Mr. H.W. Scott is personally one of the few learned men in our state. In the midst of all his journalistic and business affairs, he has found time for patient and systematic study of classic as well as current literature and philosophy. It is his mental celerity and phenomenal memory which enable him to indulge the tastes of the student, and also to perform the work of a business man.
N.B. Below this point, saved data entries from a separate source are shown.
use std::path::Path;
use std::time::Duration;

use anyhow::{Context, Result};
use serde::Deserialize;

/// Root configuration structure, deserialized from `.noir-census/config.toml`.
#[derive(Debug, Default, Deserialize)]
pub struct Config {
    #[serde(default)]
    pub github: GitHubConfig,
    #[serde(default)]
    pub discovery: DiscoveryConfig,
    #[serde(default)]
    pub migration: MigrationConfig,
}

/// Transport settings.
#[derive(Debug, Deserialize)]
#[serde(default)]
pub struct GitHubConfig {
    /// REST API root. Override for GitHub Enterprise.
    pub api_url: String,
    /// Per-request timeout.
    pub timeout_secs: u64,
    /// Pause between consecutive manifest fetches of one repository.
    pub pacing_ms: u64,
    pub user_agent: String,
}

impl Default for GitHubConfig {
    fn default() -> Self {
        Self {
            api_url: "https://api.github.com".to_string(),
            timeout_secs: 30,
            pacing_ms: 250,
            user_agent: format!("noir-census/{}", env!("CARGO_PKG_VERSION")),
        }
    }
}

impl GitHubConfig {
    pub fn timeout(&self) -> Duration {
        Duration::from_secs(self.timeout_secs)
    }

    pub fn pacing(&self) -> Duration {
        Duration::from_millis(self.pacing_ms)
    }
}

/// How candidate repositories are enumerated.
#[derive(Debug, Deserialize)]
#[serde(default)]
pub struct DiscoveryConfig {
    /// Code-search queries; every repository with a hit is classified.
    pub queries: Vec<String>,
    /// Pages of 100 results per query. GitHub stops serving after 10.
    pub max_pages: u32,
    pub include_forks: bool,
    /// Repositories classified at once.
    pub concurrency: usize,
}

impl Default for DiscoveryConfig {
    fn default() -> Self {
        Self {
            queries: vec!["filename:Nargo.toml".to_string()],
            max_pages: 10,
            include_forks: false,
            concurrency: 4,
        }
    }
}

/// Ecosystem titles used in generated migration commands.
#[derive(Debug, Deserialize)]
#[serde(default)]
pub struct MigrationConfig {
    pub base_ecosystem: String,
    pub derived_ecosystem: String,
}

impl Default for MigrationConfig {
    fn default() -> Self {
        Self {
            base_ecosystem: "Noir Lang".to_string(),
            derived_ecosystem: "Aztec Protocol".to_string(),
        }
    }
}

/// Load configuration, searching in order:
///
/// 1. `config_override` — path passed via `--config`
/// 2. `<cwd>/.noir-census/config.toml`
/// 3. `~/.config/noir-census/config.toml`
/// 4. Built-in [`Config::default`]
pub fn load_config(cwd: &Path, config_override: Option<&Path>) -> Result<Config> {
    if let Some(path) = config_override {
        return read_config(path);
    }

    let project_config = cwd.join(".noir-census").join("config.toml");
    if project_config.exists() {
        return read_config(&project_config);
    }

    if let Some(home) = dirs::home_dir() {
        let home_config = home.join(".config").join("noir-census").join("config.toml");
        if home_config.exists() {
            return read_config(&home_config);
        }
    }

    Ok(Config::default())
}

fn read_config(path: &Path) -> Result<Config> {
    let content = std::fs::read_to_string(path)
        .with_context(|| format!("reading config {}", path.display()))?;
    toml::from_str(&content).with_context(|| format!("parsing config {}", path.display()))
}
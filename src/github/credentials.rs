use std::sync::atomic::{AtomicUsize, Ordering};

use thiserror::Error;

/// Hands out the token to use for the next API call.
pub trait CredentialSupplier: Send + Sync {
    fn next_credential(&self) -> String;
}

#[derive(Debug, Error)]
pub enum CredentialError {
    #[error("no GitHub token configured; pass --token or set GITHUB_TOKEN")]
    Empty,
}

/// Round-robin rotation over one or more personal access tokens.
#[derive(Debug)]
pub struct TokenPool {
    tokens: Vec<String>,
    cursor: AtomicUsize,
}

impl TokenPool {
    /// Blank entries are dropped; at least one real token must remain.
    pub fn new(tokens: impl IntoIterator<Item = String>) -> Result<Self, CredentialError> {
        let tokens: Vec<String> = tokens
            .into_iter()
            .map(|t| t.trim().to_string())
            .filter(|t| !t.is_empty())
            .collect();

        if tokens.is_empty() {
            return Err(CredentialError::Empty);
        }

        Ok(Self {
            tokens,
            cursor: AtomicUsize::new(0),
        })
    }

    pub fn len(&self) -> usize {
        self.tokens.len()
    }
}

impl CredentialSupplier for TokenPool {
    fn next_credential(&self) -> String {
        let index = self.cursor.fetch_add(1, Ordering::Relaxed) % self.tokens.len();
        self.tokens[index].clone()
    }
}

#[cfg(test)]
mod tests {
    use super::*;

    #[test]
    fn test_rotates_round_robin() {
        let pool = TokenPool::new(vec!["a".to_string(), "b".to_string()]).unwrap();
        let seen: Vec<String> = (0..5).map(|_| pool.next_credential()).collect();
        assert_eq!(seen, vec!["a", "b", "a", "b", "a"]);
    }

    #[test]
    fn test_blank_tokens_rejected() {
        let err = TokenPool::new(vec!["  ".to_string(), String::new()]).unwrap_err();
        assert!(matches!(err, CredentialError::Empty));
    }

    #[test]
    fn test_trims_tokens() {
        let pool = TokenPool::new(vec![" ghp_x ".to_string(), "".to_string()]).unwrap();
        assert_eq!(pool.len(), 1);
        assert_eq!(pool.next_credential(), "ghp_x");
    }
}
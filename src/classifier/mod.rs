//! Decide, per repository, whether it belongs to Aztec or plain Noir.
//!
//! - [`locator`] — code search for every `Nargo.toml` in a repository.
//! - [`catalog`] — fixed fallback paths used when search is down or empty.
//! - [`fetcher`] — fetch and parse one manifest.
//! - [`analyzer`] — pure per-manifest verdict.
//! - [`engine`] — orchestrates the above into a [`ClassificationResult`](crate::models::ClassificationResult).

pub mod analyzer;
pub mod catalog;
pub mod engine;
pub mod fetcher;
pub mod locator;

pub use engine::Classifier;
Mrs. Abagail S. Duniway is scarcely less known as the first editor of the New Northwest, a paper which she established for the purpose of carrying on the contest for woman’s suffrage in the Northwest. Mrs. Kate Coburn enjoys a like reputation as editor of the Evening Telegram. Mrs. M.F. Cook, wife of the early resident of Lafayette, and Mrs. S.M. Kelt of the same place, Mrs. H.L. McCord of East Portland, and Mrs. R.E. Latourette of Oregon City, and Charles of Portland, have taken responsible and honorable positions in society. John, a youth of great promise and ambition, died in 1860, leaving his father and brothers and sisters well nigh heartbroken. Mrs. M.A. Fearnside, a woman remarkable for the moral beauty of her character, is also deceased.